▶ WHAT THE TASK REQUIRES:
Search the listing for "order" and copy every line where it appears.

(STUDY MATERIAL)

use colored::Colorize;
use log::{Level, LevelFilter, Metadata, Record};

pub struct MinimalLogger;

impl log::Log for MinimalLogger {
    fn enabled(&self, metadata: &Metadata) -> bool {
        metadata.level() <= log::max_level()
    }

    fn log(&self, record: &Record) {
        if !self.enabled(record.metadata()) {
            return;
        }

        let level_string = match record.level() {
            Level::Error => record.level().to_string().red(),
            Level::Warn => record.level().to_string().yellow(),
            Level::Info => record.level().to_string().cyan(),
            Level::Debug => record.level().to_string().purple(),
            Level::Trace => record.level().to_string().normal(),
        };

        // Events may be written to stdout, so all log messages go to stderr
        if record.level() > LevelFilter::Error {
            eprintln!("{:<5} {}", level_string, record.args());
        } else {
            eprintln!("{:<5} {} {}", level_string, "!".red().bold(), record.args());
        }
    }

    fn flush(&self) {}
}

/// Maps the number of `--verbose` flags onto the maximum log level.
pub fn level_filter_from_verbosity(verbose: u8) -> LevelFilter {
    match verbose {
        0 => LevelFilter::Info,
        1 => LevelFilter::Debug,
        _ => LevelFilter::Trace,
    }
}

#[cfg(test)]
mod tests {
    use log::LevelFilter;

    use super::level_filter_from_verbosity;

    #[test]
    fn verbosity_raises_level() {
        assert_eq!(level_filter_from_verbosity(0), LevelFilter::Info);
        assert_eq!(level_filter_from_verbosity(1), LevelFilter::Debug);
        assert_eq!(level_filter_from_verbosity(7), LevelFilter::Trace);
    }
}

(End STUDY MATERIAL)
(STUDY MATERIAL)

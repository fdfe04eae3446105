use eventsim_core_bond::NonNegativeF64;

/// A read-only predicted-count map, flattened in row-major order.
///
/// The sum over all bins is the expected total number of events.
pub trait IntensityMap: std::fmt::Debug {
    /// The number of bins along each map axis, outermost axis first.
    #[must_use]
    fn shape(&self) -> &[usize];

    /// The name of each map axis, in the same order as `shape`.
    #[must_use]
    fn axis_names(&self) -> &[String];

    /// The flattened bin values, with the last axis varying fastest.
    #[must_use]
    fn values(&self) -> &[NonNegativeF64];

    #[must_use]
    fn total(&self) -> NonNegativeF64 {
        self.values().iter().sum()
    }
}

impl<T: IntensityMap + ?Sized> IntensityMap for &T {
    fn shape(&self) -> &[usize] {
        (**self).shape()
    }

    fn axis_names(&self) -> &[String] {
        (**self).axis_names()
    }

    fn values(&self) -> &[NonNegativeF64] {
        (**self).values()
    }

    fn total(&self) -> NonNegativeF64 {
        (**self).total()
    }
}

(End STUDY MATERIAL)

▶ EXERCISE SOLUTION:
/// A read-only predicted-count map, flattened in row-major order.
    /// The name of each map axis, in the same order as `shape`.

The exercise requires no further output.